BERGSTEN: A Euro bond would be a financing instrument through which the eurozone countries would, together rather than separately, borrow on world capital markets and jointly, rather than individually, promise to finance and service the bond. This is a big deal because when the Europeans created the euro currency, they did not, at the same time, create any kind of fiscal union. They called their process economic and monetary union, but it was all monetary. It did have a common currency, the euro, a monetary institution, the European Central Bank, but it had no economic union.
There was no common fiscal policy and no economic governance institutions to run the thing. Under the throes of the current crisis, they are being forced to move in that direction.
SIEGEL: So using the United States, our situation, as an analogy here, the situation there now and in Europe is as if, it were here, all the states could borrow and issue bonds for their own needs, but there would be no federal budget, no federal borrowing authority?
BERGSTEN: That is right. The U.S. has a fiscal union. Our individual states, of course, do borrow on their own account, but they have constitutional requirements that try to prevent their running budget deficits and, for the whole, work out so that they balance their books. When they get into difficulty, they receive automatic financial transfers through Washington. What the federal government in the United States essentially does is take money from the wealthier states, pass those on to the weaker states which run deficits with Washington, but we don't think of it as surpluses and deficits because they're all part of a fiscal union.

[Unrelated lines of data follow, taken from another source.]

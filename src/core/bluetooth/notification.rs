//! Notification handling for one adapter
//! This module runs the task that drains a controller's event stream and
//! applies each event to the adapter it belongs to.

use std::sync::Weak;

use log::{debug, info};
use tokio::sync::mpsc;
use tokio_util::sync::CancellationToken;

use crate::core::bluetooth::adapter::AdapterInner;
use crate::core::bluetooth::commands::ControllerEvent;

/// Event pump for a single open adapter
pub(super) struct NotificationHandler;

impl NotificationHandler {
    /// Start processing `events` until `cancel_token` fires or the stream ends.
    pub(super) fn spawn(
        adapter: Weak<AdapterInner>,
        events: mpsc::UnboundedReceiver<ControllerEvent>,
        cancel_token: CancellationToken,
    ) {
        tokio::spawn(Self::process_notifications(adapter, events, cancel_token));
    }

    async fn process_notifications(
        adapter: Weak<AdapterInner>,
        mut events: mpsc::UnboundedReceiver<ControllerEvent>,
        cancel_token: CancellationToken,
    ) {
        loop {
            tokio::select! {
                biased;
                _ = cancel_token.cancelled() => {
                    debug!("Notification pump cancelled");
                    break;
                }
                event = events.recv() => {
                    let Some(adapter) = adapter.upgrade() else {
                        debug!("Adapter dropped, stopping notification pump");
                        break;
                    };
                    match event {
                        Some(event) => {
                            // close() may have run while we waited.
                            if cancel_token.is_cancelled() {
                                break;
                            }
                            adapter.handle_controller_event(event, &cancel_token);
                        }
                        None => {
                            info!("[{}] controller event stream ended", adapter.instance_id());
                            adapter.transport_lost(&cancel_token);
                            break;
                        }
                    }
                }
            }
        }
    }
}
//! Controller-originated notifications and their kinds.

use serde::Serialize;

use crate::core::bluetooth::device::Device;
use crate::core::bluetooth::types::{AdapterStatus, DisconnectReason};

/// Severity of a controller log line.
#[derive(Debug, Clone, Copy, PartialEq, Eq, PartialOrd, Ord, Serialize)]
pub enum Severity {
    Trace,
    Debug,
    Info,
    Warning,
    Error,
    Fatal,
}

impl From<Severity> for log::Level {
    fn from(severity: Severity) -> Self {
        match severity {
            Severity::Trace => log::Level::Trace,
            Severity::Debug => log::Level::Debug,
            Severity::Info => log::Level::Info,
            Severity::Warning => log::Level::Warn,
            Severity::Error | Severity::Fatal => log::Level::Error,
        }
    }
}

/// Which failure an `Error` event reports.
#[derive(Debug, Clone, Copy, PartialEq, Eq, Serialize)]
pub enum ErrorKind {
    Controller,
    Transport,
    Timeout,
}

/// Detail carried by an `Error` event.
#[derive(Debug, Clone, PartialEq, Eq, Serialize)]
pub struct ErrorEvent {
    pub kind: ErrorKind,
    pub code: u32,
    pub message: String,
}

/// Everything an adapter reports to its observers.
#[derive(Debug, Clone, PartialEq, Serialize)]
pub enum AdapterEvent {
    LogMessage { severity: Severity, message: String },
    StatusChanged(AdapterStatus),
    Error(ErrorEvent),
    DeviceConnected(Device),
    DeviceDisconnected { device: Device, reason: DisconnectReason },
    DeviceDiscovered(Device),
}

impl AdapterEvent {
    pub fn kind(&self) -> EventKind {
        match self {
            Self::LogMessage { .. } => EventKind::LogMessage,
            Self::StatusChanged(_) => EventKind::StatusChanged,
            Self::Error(_) => EventKind::Error,
            Self::DeviceConnected(_) => EventKind::DeviceConnected,
            Self::DeviceDisconnected { .. } => EventKind::DeviceDisconnected,
            Self::DeviceDiscovered(_) => EventKind::DeviceDiscovered,
        }
    }
}

/// The closed set of event kinds observers can subscribe to.
#[derive(Debug, Clone, Copy, PartialEq, Eq, Hash)]
#[repr(u8)]
pub enum EventKind {
    LogMessage = 0,
    StatusChanged = 1,
    Error = 2,
    DeviceConnected = 3,
    DeviceDisconnected = 4,
    DeviceDiscovered = 5,
}

impl EventKind {
    pub const ALL: [EventKind; 6] = [
        EventKind::LogMessage,
        EventKind::StatusChanged,
        EventKind::Error,
        EventKind::DeviceConnected,
        EventKind::DeviceDisconnected,
        EventKind::DeviceDiscovered,
    ];

    const fn bit(self) -> u8 {
        1 << self as u8
    }
}

/// A subset of [`EventKind`]s.
#[derive(Debug, Clone, Copy, PartialEq, Eq, Default)]
pub struct EventKindSet(u8);

impl EventKindSet {
    pub const fn empty() -> Self {
        Self(0)
    }

    pub const fn all() -> Self {
        Self(0b0011_1111)
    }

    pub const fn only(kind: EventKind) -> Self {
        Self(kind.bit())
    }

    pub const fn with(self, kind: EventKind) -> Self {
        Self(self.0 | kind.bit())
    }

    pub const fn contains(&self, kind: EventKind) -> bool {
        self.0 & kind.bit() != 0
    }

    pub const fn is_empty(&self) -> bool {
        self.0 == 0
    }
}

impl From<EventKind> for EventKindSet {
    fn from(kind: EventKind) -> Self {
        Self::only(kind)
    }
}

impl<const N: usize> From<[EventKind; N]> for EventKindSet {
    fn from(kinds: [EventKind; N]) -> Self {
        kinds.into_iter().fold(Self::empty(), Self::with)
    }
}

In Europe, it's not like that at all. Until now, the center has not been able to borrow on its own at all. So when Greece or Portugal gets into trouble, the European Union has to quickly have a crisis meeting, go to the Germans and the Dutch and the few other rich countries and see if they will put up the money to lend to the weak sisters to keep their economies afloat and keep them from threatening the European Union as a whole.
SIEGEL: Well, Fred Bergsten, thanks for talking with us once again.
BERGSTEN: Glad to do it.
SIEGEL: That's Fred Bergsten, director for the Peterson Institute for International Economics in Washington D.C.